Biology watchers are accustomed to seeing the periodic, rapid evolution of new taxa in the field of life science. Biochemistry begets molecular biology which begets a litter of -omics that now lend novel coloration to departmental letterheads. The names of the new branches in the evolutionary tree have been troublesome. Molecular biology under the nomenclatural x ray seems to mean the same thing as biochemistry. So what do we make of the emerging discipline of systems biology? We can begin by visiting the terrain where it hunts.

The Institute for Systems Biology (ISB) in Seattle, Washington celebrates its 10th anniversary in 2010. The institute is the brainchild of Leroy Hood (Lee to everyone), who cofounded it with immunologist and cell biologist Alan Aderem and cell biologist and proteomics pioneer Ruedi Aebersold. Hood’s specialty is harder to pin down; call it paradigm change. He has been a central figure in the evolution of instrumentation, the human genome project, cross-disciplinary biology, systems biology and his current project, inventing healthcare for the 21st century by using a systems biology approach to create a regime of personalized, predictive, preventive medicine. In presentations, Hood often says, “In 10 years...” According to Hood, in 10 years patient care will be based on rapid, inexpensive sequencing of individual genomes, analyzed using the high-horsepower information science techniques to assess the combinatorial interactions among thousands of variant genes—billions of data points for each patient. In short, a systems biology approach.

What is the fitness of this new link in the scientific foodchain, systems biology? The SCImago Institutions Ranking generator, based in Spain, analyzes the output and impact of the top 2,000 research institutions in the world. They determined that ISB research has the highest scientific impact in the United States and the third highest in the world.

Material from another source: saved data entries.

//! Transactions: the unit appended to a session log.

use serde::{Deserialize, Serialize};
use serde_json::Value;

use crate::crypto::{Encrypted, KeyId, KeySecret};
use crate::error::{CoreError, Result};
use crate::ids::{CoValueId, TransactionId};

/// A plaintext transaction. `changes` is the JSON encoding of an array of changes.
#[derive(Debug, Clone, PartialEq, Eq, Serialize, Deserialize)]
pub struct TrustingTransaction {
    pub made_at: u64,
    pub changes: String,
}

/// A transaction whose changes are encrypted under a group key.
#[derive(Debug, Clone, PartialEq, Eq, Serialize, Deserialize)]
pub struct PrivateTransaction {
    pub made_at: u64,
    pub key_used: KeyId,
    pub encrypted_changes: Encrypted,
}

/// A single entry in a session log.
#[derive(Debug, Clone, PartialEq, Eq, Serialize, Deserialize)]
#[serde(tag = "privacy", rename_all = "lowercase")]
pub enum Transaction {
    Trusting(TrustingTransaction),
    Private(PrivateTransaction),
}

impl Transaction {
    /// Author-claimed creation time (Unix ms).
    pub fn made_at(&self) -> u64 {
        match self {
            Self::Trusting(tx) => tx.made_at,
            Self::Private(tx) => tx.made_at,
        }
    }

    /// Size of the payload, used to decide where to place in-between signatures
    /// and how to split content messages.
    pub fn payload_len(&self) -> usize {
        match self {
            Self::Trusting(tx) => tx.changes.len(),
            Self::Private(tx) => tx.encrypted_changes.encoded_len(),
        }
    }

    /// Bytes fed into the session's streaming hash.
    pub fn hash_bytes(&self) -> Vec<u8> {
        serde_json::to_vec(self).unwrap_or_default()
    }

    pub fn is_private(&self) -> bool {
        matches!(self, Self::Private(_))
    }

    /// Build a plaintext transaction.
    pub fn trusting(made_at: u64, changes: &[Value]) -> Result<Self> {
        Ok(Self::Trusting(TrustingTransaction {
            made_at,
            changes: serde_json::to_string(changes)?,
        }))
    }

    /// Build an encrypted transaction for position `tx_id` of `co_value`.
    pub fn private(
        made_at: u64,
        changes: &[Value],
        key_id: KeyId,
        key: &KeySecret,
        co_value: &CoValueId,
        tx_id: &TransactionId,
    ) -> Result<Self> {
        let plaintext = serde_json::to_vec(changes)?;
        let encrypted_changes = key.encrypt(&plaintext, &ChangesNonce::new(co_value, tx_id))?;
        Ok(Self::Private(PrivateTransaction {
            made_at,
            key_used: key_id,
            encrypted_changes,
        }))
    }
}

impl PrivateTransaction {
    /// Decrypt the changes string. Returns the raw JSON text, which may still
    /// fail to parse.
    pub fn decrypt(&self, key: &KeySecret, co_value: &CoValueId, tx_id: &TransactionId) -> Result<String> {
        let bytes = key.decrypt(&self.encrypted_changes, &ChangesNonce::new(co_value, tx_id))?;
        String::from_utf8(bytes).map_err(|e| CoreError::Decryption(e.to_string()))
    }
}

/// Nonce material for encrypted changes: unique per transaction position.
#[derive(Serialize)]
struct ChangesNonce<'a> {
    #[serde(rename = "in")]
    co_value: &'a CoValueId,
    tx: &'a TransactionId,
}

impl<'a> ChangesNonce<'a> {
    fn new(co_value: &'a CoValueId, tx: &'a TransactionId) -> Self {
        Self { co_value, tx }
    }
}

/// Parse a changes string into a JSON array. Non-array JSON is an error.
pub fn parse_changes(changes: &str) -> Result<Vec<Value>> {
    Ok(serde_json::from_str(changes)?)
}

#[cfg(test)]
mod tests {
    use super::*;
    use crate::crypto::{new_random_key, AgentSecret};
    use crate::ids::SessionId;
    use serde_json::json;

    #[test]
    fn test_trusting_json_shape() {
        let tx = Transaction::trusting(5, &[json!({"op": "set", "key": "a", "value": 1})]).unwrap();
        let json = serde_json::to_value(&tx).unwrap();

        assert_eq!(json["privacy"], "trusting");
        assert_eq!(json["made_at"], 5);
        let back: Transaction = serde_json::from_value(json).unwrap();
        assert_eq!(back, tx);
    }

    #[test]
    fn test_private_roundtrip() {
        let (key_id, key) = new_random_key();
        let co = CoValueId([1u8; 20]);
        let session = SessionId::new_random(AgentSecret::generate().id());
        let tx_id = TransactionId::new(session, 0);

        let tx = Transaction::private(9, &[json!({"op": "set"})], key_id, &key, &co, &tx_id).unwrap();
        let Transaction::Private(private) = &tx else {
            panic!("expected private transaction");
        };

        let plain = private.decrypt(&key, &co, &tx_id).unwrap();
        assert_eq!(parse_changes(&plain).unwrap(), vec![json!({"op": "set"})]);

        let other_pos = TransactionId::new(tx_id.session_id.clone(), 1);
        assert!(private.decrypt(&key, &co, &other_pos).is_err());

        let back: Transaction = serde_json::from_str(&serde_json::to_string(&tx).unwrap()).unwrap();
        assert_eq!(back, tx);
    }

    #[test]
    fn test_parse_changes_rejects_non_arrays() {
        assert!(parse_changes("{\"op\":\"set\"}").is_err());
        assert!(parse_changes("not json").is_err());
        assert_eq!(parse_changes("[]").unwrap(), Vec::<Value>::new());
    }
}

So what is a systems biology approach as defined by ISB? “A whole new way of doing science,” according to faculty member Nitin Baliga, whose expertise includes microbial genetics, extremophile biology and gene regulatory networks. “Each faculty member brings a different expertise to the table. There are geneticists, molecular biologists, chemists, engineers, mathematicians, computer scientists. What brings them together are biological questions.” The founding idea was to use information science to decipher biological complexity, developing the necessary technological tools along the way to capture, rather than reduce, the inherent complexity, then to use computing power to discover what the amassed data can tell us. High throughput is a recurring theme, applying to both data collection and analysis. Advances in microfluidics, nanotechnology and other fields create vast new data sets—for example, extraction of 2,300 protein measurements from a single droplet of blood. Multiply that by expression patterns, chemical modification, half-life and known interactions with myriad other molecules in the cell. Repeat for several hundred million individuals. Stir in new mathematical and computational techniques to make sense of it all. Add fearlessness and a culture of collaboration and you get systems biology at ISB.

Dedication to interdisciplinary science is evident in the very architecture of the ISB facility. “If you take a walk through ISB, you see very few walls. This is done on purpose to allow people from different groups to talk to one another and set up collaborations across groups,” says Baliga. The size of the institution is a calibrated part of the experiment, with just 14 faculty and 300 staff members. Says Baliga: “There is a critical mass. When you cross the critical mass, you tend to decay into departments.”

Is systems biology a paradigm change? Says Hood, “When you change paradigms, you can talk about it until you’re blue in the face. What convinces people is success.” Based on the impact ranking of ISB, systems biology is taking over its niche.